Pain medication also has to be limited prior to the injection. While some of these medications last only a short time (Fentanyl), some medications can last over 4 hours and will throw off the results of this test as pain relief from the narcotic can be misinterpreted as pain relief from the block. Patients should not take their regular or extra dose of pain medication prior to the injection.

Some patients have very active degradation enzymes and numbing agents do not work effectively on these individuals. This means that a diagnostic injection will not generally work. The best screening question is whether a dentist office injection is effective or if the dentist has to inject multiple times to gain some anesthesia effect. If multiple injections are the case, a high concentration anesthetic injection (2-4%) might work diagnostically but will cause a motor block of the nerve. This means that the patient will not be able to use that myotome (muscles connected to that nerve root) for 8-12 hours. This can be effective for the lumbar spine as patients can deal with a partially weak leg but should never be used in the cervical spine due to potential block of the spinal cord and temporary respiratory depression.

The patient has to aggravate the pain prior to the injection. If the pain level is a “2”prior to the injection and drops to a “1”, this yields little information. However, if the pain prior to injection is a “7” and drops to a “2”, this is quite valuable and demonstrates a direct correlation between the injected area and the pain relief.
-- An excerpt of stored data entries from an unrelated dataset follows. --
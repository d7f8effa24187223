//! Instrument configuration.
//!
//! Everything the measurement depends on is a field here; [`Config::default`] carries the
//! constants the binary runs with. Thresholds are in the unit the probe reports (nanoseconds per
//! walk with [`Normalization::Total`]), so they must be retuned together with `accesses`.

use crate::chain::ChainPolicy;
use crate::converge::{ConvergenceConfig, ErrorMetric};
use crate::detect::SpikePolicy;
use crate::probe::Normalization;
use crate::{Error, GIB, KIB};

/// Line size sweep: stride doubles from `min_stride` to `max_stride` over the whole arena.
#[derive(Debug, Clone, Copy, PartialEq)]
pub struct LineScan {
    pub min_stride: usize,
    pub max_stride: usize,
    pub policy: ChainPolicy,
    pub detection: SpikePolicy,
}

/// Capacity sweep: working set grows by `step` from `min_size` to `max_size`.
#[derive(Debug, Clone, Copy, PartialEq)]
pub struct CapacityScan {
    pub min_size: usize,
    pub max_size: usize,
    pub step: usize,
    /// Stride in cache lines; 2 touches every other set.
    pub stride_lines: usize,
    pub policy: ChainPolicy,
    pub detection: SpikePolicy,
}

/// Where the set count comes from once associativity is known.
#[derive(Debug, Clone, Copy, PartialEq, Eq)]
pub enum SetAxis {
    /// Round the implied set count down to a power of two.
    Rounded,
    /// Run an extra sweep over the set-conflict stride.
    Stride,
}

/// Associativity sweep: `working_set = ways * line_size * max_sets` for each assumed way count.
#[derive(Debug, Clone, Copy, PartialEq)]
pub struct AssociativityScan {
    pub min_ways: usize,
    pub max_ways: usize,
    pub step: usize,
    pub policy: ChainPolicy,
    pub detection: SpikePolicy,
    pub set_axis: SetAxis,
}

/// Set count sweep: stride doubles from `line_size * min_sets` to `line_size * max_sets`.
#[derive(Debug, Clone, Copy, PartialEq)]
pub struct SetScan {
    pub min_sets: usize,
    pub max_sets: usize,
    pub policy: ChainPolicy,
    pub detection: SpikePolicy,
}

#[derive(Debug, Clone, PartialEq)]
pub struct Config {
    /// Bytes in the measurement arena.
    pub arena_len: usize,
    /// Bytes in the dummy arena overwritten before each sample; 0 disables flushing.
    pub flush_len: usize,
    /// Loads per walk of a cyclic chain.
    pub accesses: u64,
    /// Load budget of a randomized chain.
    pub random_chain_accesses: usize,
    /// Seed of the randomized chain builder.
    pub seed: u64,
    pub normalization: Normalization,
    /// CPU core the measurement thread is pinned to.
    pub cpu_core: Option<usize>,
    pub convergence: ConvergenceConfig,
    pub line: LineScan,
    pub capacity: CapacityScan,
    pub associativity: AssociativityScan,
    pub sets: SetScan,
}

impl Default for Config {
    fn default() -> Self {
        Config {
            arena_len: GIB,
            flush_len: 0,
            accesses: 500_000_000,
            random_chain_accesses: 1_000_000,
            seed: 0x5EED_CAC4E,
            normalization: Normalization::Total,
            cpu_core: Some(0),
            convergence: ConvergenceConfig {
                precision: 1.0,
                metric: ErrorMetric::Relative,
                required_successes: 5,
                total_runs: 200,
            },
            line: LineScan {
                min_stride: 16,
                max_stride: 128,
                policy: ChainPolicy::SequentialCyclic,
                detection: SpikePolicy::MeanThreshold,
            },
            capacity: CapacityScan {
                min_size: 32 * KIB,
                max_size: 70 * KIB,
                step: 2 * KIB,
                stride_lines: 2,
                policy: ChainPolicy::SequentialCyclic,
                detection: SpikePolicy::AbsoluteJump(1e7),
            },
            associativity: AssociativityScan {
                min_ways: 4,
                max_ways: 16,
                step: 2,
                policy: ChainPolicy::SequentialCyclic,
                detection: SpikePolicy::AbsoluteJump(1.5e8),
                set_axis: SetAxis::Rounded,
            },
            sets: SetScan {
                min_sets: 8,
                max_sets: 128,
                policy: ChainPolicy::SequentialCyclic,
                detection: SpikePolicy::MaxRatio,
            },
        }
    }
}

impl Config {
    /// Rejects configurations no sweep could run with.
    pub fn validate(&self) -> Result<(), Error> {
        let invalid = |msg: String| Err(Error::InvalidConfig(msg));

        if self.accesses == 0 {
            return invalid("accesses must be non-zero".to_string());
        }
        let c = &self.convergence;
        if c.required_successes == 0 || c.total_runs < c.required_successes {
            return invalid(format!(
                "need 0 < required_successes ({}) <= total_runs ({})",
                c.required_successes, c.total_runs
            ));
        }
        if c.precision.is_nan() || c.precision <= 0.0 {
            return invalid(format!("precision {} must be positive", c.precision));
        }
        if self.line.min_stride == 0 || self.line.min_stride > self.line.max_stride {
            return invalid(format!(
                "line stride range {}..={} is empty",
                self.line.min_stride, self.line.max_stride
            ));
        }
        let cap = &self.capacity;
        if cap.step == 0 || cap.min_size > cap.max_size || cap.stride_lines == 0 {
            return invalid(format!(
                "capacity range {}..={} step {} (stride {} lines) is empty",
                cap.min_size, cap.max_size, cap.step, cap.stride_lines
            ));
        }
        let assoc = &self.associativity;
        if assoc.step == 0 || assoc.min_ways == 0 || assoc.min_ways > assoc.max_ways {
            return invalid(format!(
                "associativity range {}..={} step {} is empty",
                assoc.min_ways, assoc.max_ways, assoc.step
            ));
        }
        if self.sets.min_sets == 0 || self.sets.min_sets > self.sets.max_sets {
            return invalid(format!(
                "set range {}..={} is empty",
                self.sets.min_sets, self.sets.max_sets
            ));
        }
        Ok(())
    }
}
In addition, some patients have to perform an activity to produce the pain (walk or lift for example). If the patient is too sedated, they will not be able to perform the activity necessary to aggravate pain after the injection (during this 2-3 hour diagnostic window) and the diagnostic portion of this injection will be lost. A good example is a patient with spinal stenosis who only aggravates pain with standing and walking. If they lie on the post-op gurney for an hour after the injection and then are driven home for another hour, the diagnostic window will close and this patient will have no idea if they gained relief for the first two hours.
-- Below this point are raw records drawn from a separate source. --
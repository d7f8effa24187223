//! # Convergence
//!
//! Single timings are dominated by scheduler and interrupt jitter, so each sweep point is the
//! running mean of repeated samples, taken once that mean stops moving: the change between
//! consecutive means must stay under `precision` for `required_successes` samples in a row. A
//! point that does not settle within `total_runs` samples is an error, never a reading.

use crate::Error;
use log::{debug, info};

/// How the change between consecutive running means is measured.
#[derive(Debug, Clone, Copy, PartialEq, Eq)]
pub enum ErrorMetric {
    /// `|mean - previous| / previous`, in percent.
    Relative,
    /// `|mean - previous|`, in probe units.
    Absolute,
}

impl ErrorMetric {
    fn error(self, previous: f64, current: f64) -> f64 {
        let delta = (current - previous).abs();
        match self {
            ErrorMetric::Absolute => delta,
            ErrorMetric::Relative if previous == 0.0 => {
                if delta == 0.0 {
                    0.0
                } else {
                    f64::INFINITY
                }
            }
            ErrorMetric::Relative => delta / previous.abs() * 100.0,
        }
    }
}

#[derive(Debug, Clone, Copy, PartialEq)]
pub struct ConvergenceConfig {
    /// Largest error still counted as stable.
    pub precision: f64,
    pub metric: ErrorMetric,
    /// Consecutive stable samples needed to converge.
    pub required_successes: u32,
    /// Samples allowed before giving up.
    pub total_runs: u32,
}

#[derive(Debug, Clone, Copy, PartialEq, Eq)]
pub enum ConvergenceState {
    Running,
    Converged,
    Diverged,
}

/// Running-mean state machine fed one sample at a time.
#[derive(Debug, Clone)]
pub struct Convergence {
    config: ConvergenceConfig,
    runs: u32,
    sum: f64,
    mean: Option<f64>,
    error: f64,
    streak: u32,
    state: ConvergenceState,
}

impl Convergence {
    pub fn new(config: ConvergenceConfig) -> Self {
        Convergence {
            config,
            runs: 0,
            sum: 0.0,
            mean: None,
            error: 0.0,
            streak: 0,
            state: ConvergenceState::Running,
        }
    }

    /// Folds in one sample. Samples arriving after a final state are ignored.
    ///
    /// The first sample has no previous mean to compare against and counts as stable.
    pub fn push(&mut self, sample: f64) -> ConvergenceState {
        if self.state != ConvergenceState::Running {
            return self.state;
        }
        self.runs += 1;
        self.sum += sample;
        let current = self.sum / f64::from(self.runs);
        self.error = match self.mean {
            Some(previous) => self.config.metric.error(previous, current),
            None => 0.0,
        };
        self.mean = Some(current);
        debug!(
            "Run {}: Current benchmark results = {}, current error = {}{}",
            self.runs,
            current,
            self.error,
            match self.config.metric {
                ErrorMetric::Relative => "%",
                ErrorMetric::Absolute => "",
            }
        );

        if self.error < self.config.precision {
            self.streak += 1;
            if self.streak >= self.config.required_successes {
                self.state = ConvergenceState::Converged;
                return self.state;
            }
        } else {
            self.streak = 0;
        }
        if self.runs >= self.config.total_runs {
            self.state = ConvergenceState::Diverged;
        }
        self.state
    }

    pub fn state(&self) -> ConvergenceState {
        self.state
    }

    /// Samples consumed so far.
    pub fn runs(&self) -> u32 {
        self.runs
    }

    /// Current running mean, 0 before the first sample.
    pub fn mean(&self) -> f64 {
        self.mean.unwrap_or(0.0)
    }

    /// Error of the last sample.
    pub fn error(&self) -> f64 {
        self.error
    }
}

/// Samples `measure` until the running mean converges and returns it.
pub fn run_until_converged<F>(config: &ConvergenceConfig, mut measure: F) -> Result<f64, Error>
where
    F: FnMut() -> Result<f64, Error>,
{
    let mut convergence = Convergence::new(*config);
    loop {
        match convergence.push(measure()?) {
            ConvergenceState::Running => {}
            ConvergenceState::Converged => {
                info!(
                    "Converged to {} on the {}-th iteration",
                    convergence.mean(),
                    convergence.runs()
                );
                return Ok(convergence.mean());
            }
            ConvergenceState::Diverged => {
                return Err(Error::MeasurementDivergence {
                    runs: convergence.runs(),
                    mean: convergence.mean(),
                    error: convergence.error(),
                });
            }
        }
    }
}
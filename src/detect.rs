//! Spike detection over a finished sweep.
//!
//! Each policy looks for the one point where latency changes shape as the scanned parameter
//! crosses an architectural boundary. The first point of a sweep never qualifies: its ratio is
//! taken against the 1.0 sentinel, not against a measurement.

use crate::sweep::SweepResult;

#[derive(Debug, Clone, Copy, PartialEq)]
pub enum SpikePolicy {
    /// First point whose ratio exceeds the mean ratio of the sweep.
    MeanThreshold,
    /// First point whose latency exceeds the previous point's by more than the threshold.
    AbsoluteJump(f64),
    /// First point whose ratio exceeds the threshold.
    RelativeJump(f64),
    /// Point with the largest ratio.
    MaxRatio,
    /// Point with the smallest ratio, for boundaries that show up as a latency drop.
    MinRatio,
}

/// Index of the spike point in `result`, if the policy fires.
pub fn find_spike(result: &SweepResult, policy: SpikePolicy) -> Option<usize> {
    let points = result.points();
    if points.len() < 2 {
        return None;
    }
    let candidates = points.iter().enumerate().skip(1);
    match policy {
        SpikePolicy::MeanThreshold => {
            let mean_ratio =
                points[1..].iter().map(|p| p.ratio).sum::<f64>() / (points.len() - 1) as f64;
            candidates
                .filter(|(_, p)| p.ratio > mean_ratio)
                .map(|(i, _)| i)
                .next()
        }
        SpikePolicy::AbsoluteJump(threshold) => (1..points.len())
            .find(|&i| points[i].latency - points[i - 1].latency > threshold),
        SpikePolicy::RelativeJump(threshold) => candidates
            .filter(|(_, p)| p.ratio > threshold)
            .map(|(i, _)| i)
            .next(),
        // ties resolve to the earliest point
        SpikePolicy::MaxRatio => candidates
            .rev()
            .max_by(|(_, a), (_, b)| a.ratio.total_cmp(&b.ratio))
            .map(|(i, _)| i),
        SpikePolicy::MinRatio => candidates
            .min_by(|(_, a), (_, b)| a.ratio.total_cmp(&b.ratio))
            .map(|(i, _)| i),
    }
}

#[cfg(test)]
mod tests {
    use super::*;
    use crate::chain::{ChainPolicy, ChainSpec};
    use crate::sweep::SweepPoint;

    fn sweep_from_latencies(latencies: &[f64]) -> SweepResult {
        let mut result = SweepResult::default();
        let mut previous = 1.0;
        for (i, &latency) in latencies.iter().enumerate() {
            result.push(SweepPoint {
                spec: ChainSpec::new(16 << i, 1 << 20, ChainPolicy::SequentialCyclic),
                latency,
                ratio: latency / previous,
            });
            previous = latency;
        }
        result
    }

    #[test]
    fn mean_threshold_excludes_first_ratio() {
        // ratios 10, 1, 1, 5, 1: the mean of the last four is 2.0
        let result = sweep_from_latencies(&[10.0, 10.0, 10.0, 50.0, 50.0]);
        let ratios: Vec<f64> = result.points().iter().map(|p| p.ratio).collect();
        assert_eq!(ratios, vec![10.0, 1.0, 1.0, 5.0, 1.0]);
        assert_eq!(find_spike(&result, SpikePolicy::MeanThreshold), Some(3));
        assert_eq!(find_spike(&result, SpikePolicy::MaxRatio), Some(3));
    }

    #[test]
    fn flat_sweep_has_no_mean_spike() {
        let result = sweep_from_latencies(&[3.0, 3.0, 3.0, 3.0]);
        assert_eq!(find_spike(&result, SpikePolicy::MeanThreshold), None);
        assert_eq!(find_spike(&result, SpikePolicy::AbsoluteJump(0.5)), None);
        assert_eq!(find_spike(&result, SpikePolicy::RelativeJump(1.0)), None);
    }

    #[test]
    fn absolute_jump_compares_adjacent_latencies() {
        let result = sweep_from_latencies(&[100.0, 120.0, 140.0, 600.0, 650.0, 2000.0]);
        assert_eq!(find_spike(&result, SpikePolicy::AbsoluteJump(300.0)), Some(3));
        assert_eq!(find_spike(&result, SpikePolicy::AbsoluteJump(1000.0)), Some(5));
        assert_eq!(find_spike(&result, SpikePolicy::AbsoluteJump(5000.0)), None);
    }

    #[test]
    fn relative_jump_uses_ratio() {
        let result = sweep_from_latencies(&[100.0, 110.0, 330.0, 340.0]);
        assert_eq!(find_spike(&result, SpikePolicy::RelativeJump(2.0)), Some(2));
    }

    #[test]
    fn extreme_ratios() {
        let result = sweep_from_latencies(&[100.0, 300.0, 900.0, 450.0, 440.0]);
        // ratios after the first: 3, 3, 0.5, 0.98
        assert_eq!(find_spike(&result, SpikePolicy::MaxRatio), Some(1));
        assert_eq!(find_spike(&result, SpikePolicy::MinRatio), Some(3));
    }

    #[test]
    fn single_point_never_spikes() {
        let result = sweep_from_latencies(&[100.0]);
        assert_eq!(find_spike(&result, SpikePolicy::MaxRatio), None);
        assert_eq!(find_spike(&SweepResult::default(), SpikePolicy::MeanThreshold), None);
    }
}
One common misconception that many interventionists make is to assess the patient days after an injection. This is the period when the steroid (also injected at the same time as the anesthetic) becomes active. Steroids take between 24-36 hours before they become active. The steroid will distribute throughout the body and reduce irritation wherever inflammation is active. Feeling better outside the period of the three hour diagnostic window is not helpful to understand the pain generators. I could inject steroid into a knee and in three days, the back will feel better.

A pain diary needs to be filled out immediately in real time to make sure the results are memorialized. Memory is not always accurate. Having a patient fill the diary out in the office days to weeks later can be erroneous and can lead to false findings and conclusions.